Let's say Person A is fulfilling Function B and Strategy C is protecting it. Once you realize that the information pipe is secure, you can rationalize that protection in a common law society like the U.S. where we enforce by regulatory agencies and private litigation. In civil law societies like Europe, where the whip is felt from various agencies, protecting the data pipeline with rigor can satisfy those data protection authorities. When you get to other parts of the world with different notions of individual privacy, you can do that same calculus of role-based access — Person A, Function B, Strategy C — and if that protection is robust and transparent enough, it can satisfy all of these governments with differing enforcement strategies.

You need a leader who understands and cares about data protection and that person must scream from the mountaintops in the language of employees, vendors, and partners to let them know what is expected of them and that data governance is a valuable investment.

Q: What do executives need to be thinking about and planning for over the next five years?
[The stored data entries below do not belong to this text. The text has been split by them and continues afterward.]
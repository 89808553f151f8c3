//! Data models for the drinks service.
//!
//! A drink is a title plus a recipe (ordered ingredient list). The recipe is
//! stored as JSON text and exposed in two views:
//!
//! - short: ingredient colors and parts only (public listing)
//! - long: full ingredients including names (requires a permission)

use crate::errors::ApiError;
use serde::{Deserialize, Serialize};

/// Maximum length of a drink title, in characters.
pub const MAX_TITLE_LENGTH: usize = 80;

/// One recipe entry.
#[derive(Debug, Clone, PartialEq, Eq, Serialize, Deserialize)]
pub struct Ingredient {
    pub name: String,
    pub color: String,
    pub parts: i32,
}

/// Recipe entry without its name, used by the public listing.
#[derive(Debug, Clone, PartialEq, Eq, Serialize)]
pub struct ShortIngredient {
    pub color: String,
    pub parts: i32,
}

/// A stored drink.
#[derive(Debug, Clone, PartialEq, Eq)]
pub struct Drink {
    pub id: i32,
    pub title: String,
    pub recipe: Vec<Ingredient>,
}

/// Public view of a drink.
#[derive(Debug, Clone, PartialEq, Eq, Serialize)]
pub struct DrinkShort {
    pub id: i32,
    pub title: String,
    pub recipe: Vec<ShortIngredient>,
}

/// Detailed view of a drink.
#[derive(Debug, Clone, PartialEq, Eq, Serialize)]
pub struct DrinkLong {
    pub id: i32,
    pub title: String,
    pub recipe: Vec<Ingredient>,
}

impl Drink {
    pub fn short(&self) -> DrinkShort {
        DrinkShort {
            id: self.id,
            title: self.title.clone(),
            recipe: self
                .recipe
                .iter()
                .map(|i| ShortIngredient {
                    color: i.color.clone(),
                    parts: i.parts,
                })
                .collect(),
        }
    }

    pub fn long(&self) -> DrinkLong {
        DrinkLong {
            id: self.id,
            title: self.title.clone(),
            recipe: self.recipe.clone(),
        }
    }
}

/// Validated input for creating a drink.
#[derive(Debug, Clone, PartialEq, Eq)]
pub struct NewDrink {
    pub title: String,
    pub recipe: Vec<Ingredient>,
}

/// Validated partial update. At least one field is set.
#[derive(Debug, Clone, Default, PartialEq, Eq)]
pub struct DrinkPatch {
    pub title: Option<String>,
    pub recipe: Option<Vec<Ingredient>>,
}

/// A request recipe: a single ingredient object or a list of them.
#[derive(Debug, Clone, Deserialize)]
#[serde(untagged)]
pub enum RecipeInput {
    One(Ingredient),
    Many(Vec<Ingredient>),
}

impl RecipeInput {
    fn into_vec(self) -> Vec<Ingredient> {
        match self {
            RecipeInput::One(ingredient) => vec![ingredient],
            RecipeInput::Many(ingredients) => ingredients,
        }
    }
}

/// Body of `POST /drinks`.
#[derive(Debug, Clone, Deserialize)]
pub struct CreateDrinkRequest {
    pub title: Option<String>,
    pub recipe: Option<RecipeInput>,
}

/// Body of `PATCH /drinks/:id`.
#[derive(Debug, Clone, Deserialize)]
pub struct UpdateDrinkRequest {
    pub title: Option<String>,
    pub recipe: Option<RecipeInput>,
}

impl CreateDrinkRequest {
    /// Validate into a [`NewDrink`].
    ///
    /// # Errors
    ///
    /// `Unprocessable` if the title or recipe is missing or invalid.
    pub fn validate(self) -> Result<NewDrink, ApiError> {
        let title = self
            .title
            .ok_or_else(|| ApiError::Unprocessable("title is required".to_string()))?;
        let recipe = self
            .recipe
            .ok_or_else(|| ApiError::Unprocessable("recipe is required".to_string()))?;

        Ok(NewDrink {
            title: validate_title(&title)?,
            recipe: validate_recipe(recipe.into_vec())?,
        })
    }
}

impl UpdateDrinkRequest {
    /// Validate into a [`DrinkPatch`].
    ///
    /// # Errors
    ///
    /// `Unprocessable` if neither field is present or a present field is invalid.
    pub fn validate(self) -> Result<DrinkPatch, ApiError> {
        if self.title.is_none() && self.recipe.is_none() {
            return Err(ApiError::Unprocessable(
                "title or recipe is required".to_string(),
            ));
        }

        let title = self.title.as_deref().map(validate_title).transpose()?;
        let recipe = self
            .recipe
            .map(|r| validate_recipe(r.into_vec()))
            .transpose()?;

        Ok(DrinkPatch { title, recipe })
    }
}

fn validate_title(title: &str) -> Result<String, ApiError> {
    let title = title.trim();
    if title.is_empty() {
        return Err(ApiError::Unprocessable(
            "title must not be empty".to_string(),
        ));
    }
    if title.chars().count() > MAX_TITLE_LENGTH {
        return Err(ApiError::Unprocessable(format!(
            "title must be at most {} characters",
            MAX_TITLE_LENGTH
        )));
    }
    Ok(title.to_string())
}

fn validate_recipe(recipe: Vec<Ingredient>) -> Result<Vec<Ingredient>, ApiError> {
    if recipe.is_empty() {
        return Err(ApiError::Unprocessable(
            "recipe must contain at least one ingredient".to_string(),
        ));
    }
    for ingredient in &recipe {
        if ingredient.name.trim().is_empty() || ingredient.color.trim().is_empty() {
            return Err(ApiError::Unprocessable(
                "ingredient name and color must not be empty".to_string(),
            ));
        }
        if ingredient.parts <= 0 {
            return Err(ApiError::Unprocessable(
                "ingredient parts must be positive".to_string(),
            ));
        }
    }
    Ok(recipe)
}

/// Response for `GET /drinks` and `GET /drinks-detail`, and for single-drink
/// mutations (which return a one-element list).
#[derive(Debug, Serialize)]
pub struct DrinksResponse<T> {
    pub success: bool,
    pub drinks: Vec<T>,
}

impl<T> DrinksResponse<T> {
    pub fn new(drinks: Vec<T>) -> Self {
        Self {
            success: true,
            drinks,
        }
    }
}

/// Response for `DELETE /drinks/:id`.
#[derive(Debug, Serialize)]
pub struct DeleteResponse {
    pub success: bool,
    pub delete: i32,
}

/// Health check response.
#[derive(Debug, Serialize)]
pub struct HealthResponse {
    /// Overall service status ("healthy" or "unhealthy").
    pub status: String,

    /// Database status.
    pub database: String,
}
//! Authorization middleware for protected routes.
//!
//! Runs the [`AuthGate`] for a fixed permission and injects the verified
//! claims into request extensions. On failure the handler never runs and
//! the gate's error is returned verbatim.

use crate::auth::AuthGate;
use crate::errors::ApiError;
use axum::{
    extract::{Request, State},
    middleware::Next,
    response::Response,
};
use tracing::instrument;

/// State for the permission middleware: the shared gate and the permission
/// this route requires.
#[derive(Clone)]
pub struct PermissionGuard {
    gate: AuthGate,
    permission: &'static str,
}

impl PermissionGuard {
    pub fn new(gate: AuthGate, permission: &'static str) -> Self {
        Self { gate, permission }
    }

    pub fn permission(&self) -> &'static str {
        self.permission
    }
}

/// Middleware that authorizes the request for the guard's permission.
///
/// # Authorization Header Format
///
/// ```text
/// Authorization: Bearer <token>
/// ```
///
/// # Response
///
/// - Returns the [`AuthError`](crate::errors::AuthError) status and code on failure
/// - Continues to the handler with `Claims` in extensions on success
#[instrument(skip_all, name = "drinks.middleware.auth", fields(permission = guard.permission))]
pub async fn require_permission(
    State(guard): State<PermissionGuard>,
    mut req: Request,
    next: Next,
) -> Result<Response, ApiError> {
    let claims = guard.gate.authorize(guard.permission, req.headers()).await?;

    req.extensions_mut().insert(claims);

    Ok(next.run(req).await)
}
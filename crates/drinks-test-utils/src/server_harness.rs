//! Test server harness for E2E testing
//!
//! Provides `TestDrinksServer` for spawning real drinks server instances in
//! tests, backed by the in-memory repository and a caller-supplied JWKS URL.

use crate::token_builders::{TEST_AUDIENCE, TEST_AUTH_DOMAIN};
use axum::Router;
use drinks_service::auth::AuthGate;
use drinks_service::config::Config;
use drinks_service::repositories::InMemoryDrinkRepository;
use drinks_service::routes::{self, AppState};
use metrics_exporter_prometheus::PrometheusBuilder;
use std::collections::HashMap;
use std::net::SocketAddr;
use std::sync::Arc;
use tokio::task::JoinHandle;

/// Environment for a test configuration pointing at `jwks_url`.
pub fn test_config_vars(jwks_url: &str) -> HashMap<String, String> {
    HashMap::from([
        (
            "DATABASE_URL".to_string(),
            "postgresql://test/test".to_string(),
        ),
        ("BIND_ADDRESS".to_string(), "127.0.0.1:0".to_string()),
        ("AUTH0_DOMAIN".to_string(), TEST_AUTH_DOMAIN.to_string()),
        ("API_AUDIENCE".to_string(), TEST_AUDIENCE.to_string()),
        ("JWKS_URL".to_string(), jwks_url.to_string()),
        ("JWKS_FETCH_TIMEOUT_SECONDS".to_string(), "2".to_string()),
    ])
}

/// Build the real application router over `repository`.
///
/// Uses a non-global Prometheus recorder so any number of routers can exist
/// in one test process.
pub fn test_router(
    config: &Config,
    repository: Arc<InMemoryDrinkRepository>,
) -> Router {
    let state = Arc::new(AppState {
        repository,
        auth_gate: AuthGate::from_config(config),
    });
    let metrics_handle = PrometheusBuilder::new().build_recorder().handle();

    routes::build_routes(state, metrics_handle)
}

/// Test harness for spawning the drinks server in E2E tests.
///
/// # Example
/// ```rust,ignore
/// #[tokio::test]
/// async fn test_list_drinks() -> Result<()> {
///     let jwks = MockJwks::start_default().await;
///     let server = TestDrinksServer::spawn(&jwks.jwks_url()).await?;
///
///     let response = reqwest::get(format!("{}/drinks", server.url())).await?;
///
///     assert_eq!(response.status(), 200);
///     Ok(())
/// }
/// ```
pub struct TestDrinksServer {
    addr: SocketAddr,
    config: Config,
    repository: Arc<InMemoryDrinkRepository>,
    _handle: JoinHandle<()>,
}

impl TestDrinksServer {
    /// Spawn a server with a seeded repository and default test configuration.
    pub async fn spawn(jwks_url: &str) -> Result<Self, anyhow::Error> {
        Self::spawn_with(test_config_vars(jwks_url), InMemoryDrinkRepository::seeded()).await
    }

    /// Spawn a server from explicit configuration variables and repository.
    ///
    /// The server will:
    /// - Bind to a random available port (127.0.0.1:0)
    /// - Start the HTTP server in the background
    pub async fn spawn_with(
        vars: HashMap<String, String>,
        repository: InMemoryDrinkRepository,
    ) -> Result<Self, anyhow::Error> {
        let config = Config::from_vars(&vars)
            .map_err(|e| anyhow::anyhow!("Failed to create config: {}", e))?;

        let repository = Arc::new(repository);
        let app = test_router(&config, repository.clone());

        let listener = tokio::net::TcpListener::bind("127.0.0.1:0")
            .await
            .map_err(|e| anyhow::anyhow!("Failed to bind test server: {}", e))?;

        let addr = listener
            .local_addr()
            .map_err(|e| anyhow::anyhow!("Failed to get local address: {}", e))?;

        let handle = tokio::spawn(async move {
            let make_service = app.into_make_service_with_connect_info::<SocketAddr>();
            if let Err(e) = axum::serve(listener, make_service).await {
                eprintln!("Test server error: {}", e);
            }
        });

        Ok(Self {
            addr,
            config,
            repository,
            _handle: handle,
        })
    }

    /// Get the base URL of the test server.
    pub fn url(&self) -> String {
        format!("http://{}", self.addr)
    }

    /// Get the socket address.
    pub fn addr(&self) -> SocketAddr {
        self.addr
    }

    /// Get reference to the server configuration.
    pub fn config(&self) -> &Config {
        &self.config
    }

    /// Get the repository backing the server.
    pub fn repository(&self) -> &Arc<InMemoryDrinkRepository> {
        &self.repository
    }
}

impl Drop for TestDrinksServer {
    fn drop(&mut self) {
        self._handle.abort();
    }
}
A: People, process, and technology. Your people have to know what to do when. You need a leader who understands and cares about data protection and that person must scream from the mountaintops in the language of employees, vendors, and partners to let them know what is expected of them and that data governance is a valuable investment.

Process has a lot to do with your identity management strategy — who is going to be allowed to look at what when? How long is that information available to those individuals? How do you de-provision those people when they move on? It also has to do with how you determine data value, track it across your enterprise, and protect its integrity throughout its lifecycle.

You have to constantly look at your technology resources, whether you own them or whether you leverage Web 2.0 tools and communities, to determine what brings value. Sun leverages an open, interoperable architecture. The reason people come to Sun and the reason that we are the fiduciary for so much confidential, highly sensitive data is because this architecture allows you to think about the future and where information is going to be stored. All of the information that is housed on those storage media comes at a cost if you lose it, and can bring value if you leverage it well.